6th Clinical Microbiology Conference

Biography

Biography: Trine Rolighed Thomsen

Abstract

Recent evidence suggests that the microbial community, its spatial distribution and activity play an important role in the prolongation of treatment and healing of chronic infections. Standard bacterial cultures often underestimate the microbial diversity present in chronic infections. This lack of growth is often due to a combination of inadequate growth conditions, prior usage of antibiotics and presence of slow-growing, fastidious, anaerobic or unculturable bacteria living in biofilms. Thus, diagnosis of chronic infections is challenged by lack of appropriate sampling strategies and by limitations in microbiological testing methods. The purpose of this study was to improve sampling and diagnosis of chronic infections, especially considering the biofilm issue. Systematic and optimized sampling of various specimen types was performed. Extended culture, optimized DNA extraction, quantitative PCR, cloning, next generation sequencing and PNA FISH were applied on different types of specimens for optimized diagnosis.
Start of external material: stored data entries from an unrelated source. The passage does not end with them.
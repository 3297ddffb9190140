//! Simulation output.

use super::error::AnalyticsError;

/// Portfolio values, one per trial, in trial order.
///
/// Immutable once built: every statistic reads the same snapshot. Never empty
/// and never contains a non-finite value.
///
/// # Examples
///
/// ```
/// use finaml_risk::analytics::SimulationResult;
///
/// let result = SimulationResult::new(vec![3.0, 1.0, 2.0]).unwrap();
/// assert_eq!(result.len(), 3);
/// assert_eq!(result.sorted(), vec![1.0, 2.0, 3.0]);
/// assert!(SimulationResult::new(vec![]).is_err());
/// ```
#[derive(Debug, Clone, PartialEq)]
pub struct SimulationResult(Vec<f64>);

impl SimulationResult {
    /// Wraps trial values.
    ///
    /// # Errors
    ///
    /// - `AnalyticsError::EmptyResult` for an empty vector
    /// - `AnalyticsError::NonFiniteValue` for the first NaN or infinite entry
    pub fn new(values: Vec<f64>) -> Result<Self, AnalyticsError> {
        if values.is_empty() {
            return Err(AnalyticsError::EmptyResult);
        }
        if let Some((index, &value)) = values.iter().enumerate().find(|(_, v)| !v.is_finite()) {
            return Err(AnalyticsError::NonFiniteValue { index, value });
        }
        Ok(Self(values))
    }

    /// Trial values in trial order.
    #[inline]
    pub fn values(&self) -> &[f64] {
        &self.0
    }

    /// Number of trials.
    #[inline]
    pub fn len(&self) -> usize {
        self.0.len()
    }

    /// Always false; kept for API symmetry with slices.
    #[inline]
    pub fn is_empty(&self) -> bool {
        self.0.is_empty()
    }

    /// Ascending copy of the values.
    pub fn sorted(&self) -> Vec<f64> {
        let mut sorted = self.0.clone();
        sorted.sort_by(f64::total_cmp);
        sorted
    }

    /// Unwraps the values.
    pub fn into_inner(self) -> Vec<f64> {
        self.0
    }
}

impl TryFrom<Vec<f64>> for SimulationResult {
    type Error = AnalyticsError;

    fn try_from(values: Vec<f64>) -> Result<Self, Self::Error> {
        Self::new(values)
    }
}

impl AsRef<[f64]> for SimulationResult {
    fn as_ref(&self) -> &[f64] {
        &self.0
    }
}
//! # finaml Models (L2: Business Logic)
//!
//! Instrument definitions, valuation functions and closed-form option pricing.
//!
//! This crate provides:
//! - The closed `Instrument` variant over stocks, fixed-coupon bonds and
//!   vanilla options (`instruments`)
//! - Present value, future value, NPV and discount-rate sensitivity sweeps
//!   (`valuation`)
//! - Standard normal CDF/PDF and the Black-Scholes pricer (`analytical`)
//!
//! ## Design Principles
//!
//! - **Enum-based instruments** with exhaustive matching; adding a shape
//!   forces every consumer to handle it
//! - **Validating constructors**: an `Instrument` value is always well formed
//! - **Option routing**: the valuation engine values options at zero; option
//!   prices come only from the analytical pricer
//!
//! ## Example
//!
//! ```
//! use finaml_models::instruments::{Instrument, OptionKind};
//! use finaml_models::valuation::{npv, present_value};
//! use finaml_models::analytical::black_scholes_price;
//!
//! let stock = Instrument::stock("AAPL", 150.0).unwrap();
//! assert_eq!(present_value(&stock), 150.0);
//!
//! let call = Instrument::option(OptionKind::Call, "AAPL", 160.0, "2023-12-31", 0.2).unwrap();
//! assert_eq!(present_value(&call), 0.0);
//!
//! let option = call.as_option().unwrap();
//! let price = black_scholes_price(option, 150.0, 0.03, 1.0).unwrap();
//! assert!((price - 9.7029).abs() < 1e-3);
//!
//! assert!((npv(&[100.0, 100.0, 100.0], 0.0) - 300.0).abs() < 1e-12);
//! ```

#![deny(missing_docs)]
#![deny(rustdoc::broken_intra_doc_links)]
#![deny(rustdoc::private_intra_doc_links)]

pub mod analytical;
pub mod instruments;
pub mod valuation;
For further investigation of the microbial pathogenesis, in situ transcriptomics and metabolomics were applied. Molecular techniques detected a larger diversity of microorganisms than culture methods in several patients and a heterogeneous distribution of bacteria in various specimens from the same patient was evident. Data from a 2-year prospective study on prosthetic joint infections including 164 patient cases will be presented. Transcriptomic and metabolomic analyses indicated the important virulence genes and nutrient acquisition mechanisms of Staphylococcus aureus in situ. Our studies show that diagnosis of chronic biofilm related infections required multiple specimen types, standardized sampling, extended culture and molecular analysis.